Forget ''type of growth'' and hormones. What you leave on your pines thickens them, not what you cut off. If you grow your sacrifice branches out then tie the ends vertically they will shoot away with more vigour than the rest of the tree. The auxin produced at the upper part will suppress growth further down. YES! It won't stop it. The other branches beneath the apex will continue to grow but at a slower rate. Their tips will also produce auxins which suppress growth below them. YES! That is how a tree works. Without that you would not have a tree you would have a ground cover with all shoots of equal thickness more or less. You are getting caught up in this point but missing the main one. It's the total mass (the amount) of the foliage which will determine the diameter of the stems below them. The mass (number) of those stems will determine the diameter of the stems below them, and so on.
Let me put it to you this way. So you have pruned the side branches from your sacrifice branch of your pine and left the tip. Ok. Now the tip divides into 5 and grows away. One of the five shoots remains the leader and hence the strongest shoot.

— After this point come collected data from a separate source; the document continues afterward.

//! Resource pools and set-level operations

use alloc::vec::Vec;

use spin::{Mutex, MutexGuard};

use crate::defs::ResourceDefs;
use crate::resource::{Resource, ResourceAllocationRecord};
use crate::set::{CellMask, ResourceAllocationSet};
use crate::{CellId, ResourceError, ResourceId, Result};

/// One resource per channel kind plus the pool-wide cell reservations
#[derive(Debug, Clone)]
pub struct ResourcePool {
    resources: Vec<Resource>,
    cells: CellMask,
    num_cells: usize,
}

impl ResourcePool {
    /// Build an empty pool from definitions
    pub fn new(defs: &ResourceDefs) -> Result<Self> {
        defs.validate()?;
        let resources = defs
            .channels
            .iter()
            .enumerate()
            .map(|(kind, &elements)| Resource::new(kind as ResourceId, elements))
            .collect();

        Ok(Self {
            resources,
            cells: CellMask::EMPTY,
            num_cells: defs.num_cells(),
        })
    }

    pub fn cells(&self) -> CellMask {
        self.cells
    }

    pub fn num_cells(&self) -> usize {
        self.num_cells
    }

    pub fn resources(&self) -> &[Resource] {
        &self.resources
    }

    pub fn resource(&self, id: ResourceId) -> Result<&Resource> {
        self.resources
            .get(id as usize)
            .ok_or(ResourceError::UnknownResource { resource: id })
    }

    pub fn resource_mut(&mut self, id: ResourceId) -> Result<&mut Resource> {
        self.resources
            .get_mut(id as usize)
            .ok_or(ResourceError::UnknownResource { resource: id })
    }

    pub fn is_cell_reserved(&self, cell: CellId) -> bool {
        self.cells.contains(cell)
    }

    /// Mark cells as held by a job
    pub fn reserve_cells(&mut self, cells: CellMask) -> Result<()> {
        let valid = if self.num_cells >= 32 {
            u32::MAX
        } else {
            (1u32 << self.num_cells) - 1
        };
        if cells.bits() & !valid != 0 {
            return Err(ResourceError::UnknownCell {
                cell: (31 - (cells.bits() & !valid).leading_zeros()) as CellId,
            });
        }
        if self.cells.intersects(cells) {
            return Err(ResourceError::Conflict);
        }
        self.cells = self.cells.union(cells);
        Ok(())
    }

    pub fn release_cells(&mut self, cells: CellMask) {
        self.cells = self.cells.difference(cells);
    }

    /// True when nothing is drawn and no cell is reserved
    pub fn is_idle(&self) -> bool {
        self.cells.is_empty() && self.resources.iter().all(|r| r.allocated() == 0)
    }

    fn check_record(&self, record: &ResourceAllocationRecord) -> Result<&Resource> {
        let resource = self.resource(record.resource)?;
        if !resource.fits(record) {
            return Err(ResourceError::OutOfRange {
                resource: record.resource,
                start: record.start as usize,
                len: record.len as usize,
            });
        }
        Ok(resource)
    }
}

/// Move every draw and cell of `set` from `source` to `target`
///
/// Nothing is mutated unless the whole set fits: if `target` already holds
/// any of the set's cells or any element of its ranges, the call fails with
/// [`ResourceError::Conflict`] and both pools are untouched.
pub fn move_resources(
    set: &ResourceAllocationSet,
    source: &mut ResourcePool,
    target: &mut ResourcePool,
) -> Result<()> {
    if target.cells.intersects(set.cells()) {
        log::debug!(
            "move rejected: cells {:#x} busy in target",
            target.cells.bits() & set.cells().bits()
        );
        return Err(ResourceError::Conflict);
    }

    for record in set.records() {
        source.check_record(record)?;
        if !target.check_record(record)?.is_free(record) {
            log::debug!(
                "move rejected: resource {} range {}+{} busy in target",
                record.resource,
                record.start,
                record.len
            );
            return Err(ResourceError::Conflict);
        }
    }

    for record in set.records() {
        source.resource_mut(record.resource)?.free(record);
        target.resource_mut(record.resource)?.claim(record);
    }
    source.release_cells(set.cells());
    target.cells = target.cells.union(set.cells());
    Ok(())
}

/// Release every draw and cell of `set` back to `pool`, then empty the set
pub fn free_resources(set: &mut ResourceAllocationSet, pool: &mut ResourcePool) {
    pool.release_cells(set.cells());
    for record in set.records() {
        if let Ok(resource) = pool.resource_mut(record.resource) {
            resource.free(record);
        }
    }
    set.clear();
}

/// A [`ResourcePool`] behind a spinlock
///
/// The lock never sleeps, so it may be taken from interrupt-adjacent paths;
/// every operation under it is a bounded bitmap scan.
pub struct LockedPool {
    name: &'static str,
    inner: Mutex<ResourcePool>,
}

impl LockedPool {
    pub fn new(name: &'static str, pool: ResourcePool) -> Self {
        Self {
            name,
            inner: Mutex::new(pool),
        }
    }

    pub fn name(&self) -> &'static str {
        self.name
    }

    pub fn lock(&self) -> MutexGuard<'_, ResourcePool> {
        self.inner.lock()
    }

    /// [`move_resources`] with both pools held for the whole move
    ///
    /// Locks are taken in address order so concurrent moves in opposite
    /// directions cannot deadlock.
    pub fn transfer(
        set: &ResourceAllocationSet,
        source: &LockedPool,
        target: &LockedPool,
    ) -> Result<()> {
        if core::ptr::eq(source, target) {
            return Ok(());
        }

        let source_first = (source as *const LockedPool) < (target as *const LockedPool);
        let (mut src, mut dst) = if source_first {
            let src = source.lock();
            let dst = target.lock();
            (src, dst)
        } else {
            let dst = target.lock();
            let src = source.lock();
            (src, dst)
        };

        move_resources(set, &mut src, &mut dst)?;
        log::debug!("moved allocation from {} to {} pool", source.name, target.name);
        Ok(())
    }

    /// [`free_resources`] under the pool lock
    pub fn free(&self, set: &mut ResourceAllocationSet) {
        free_resources(set, &mut self.lock());
    }
}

According to Adair's theory, if we want to increase the rate of thickening, we should remove the side shoots and leave the tip and it will grow faster and ''build wood''. Here he is again in case you missed it. '' If you allow side branches, those side branches consume resources. Resources that are not building tissue on the main branch'' ''The approach is to concentrate the tree’s resources on building wood on that branch''
What do you think would really happen? If you leave all the 5 shoots you will thicken the branch behind them. If you remove some of them you slow it down. The more you remove, the more you slow it down. I don't think it could be any simpler.
The trouble with Adair - God bless him, is that he copies theories which he hears without really understanding what is actually happening.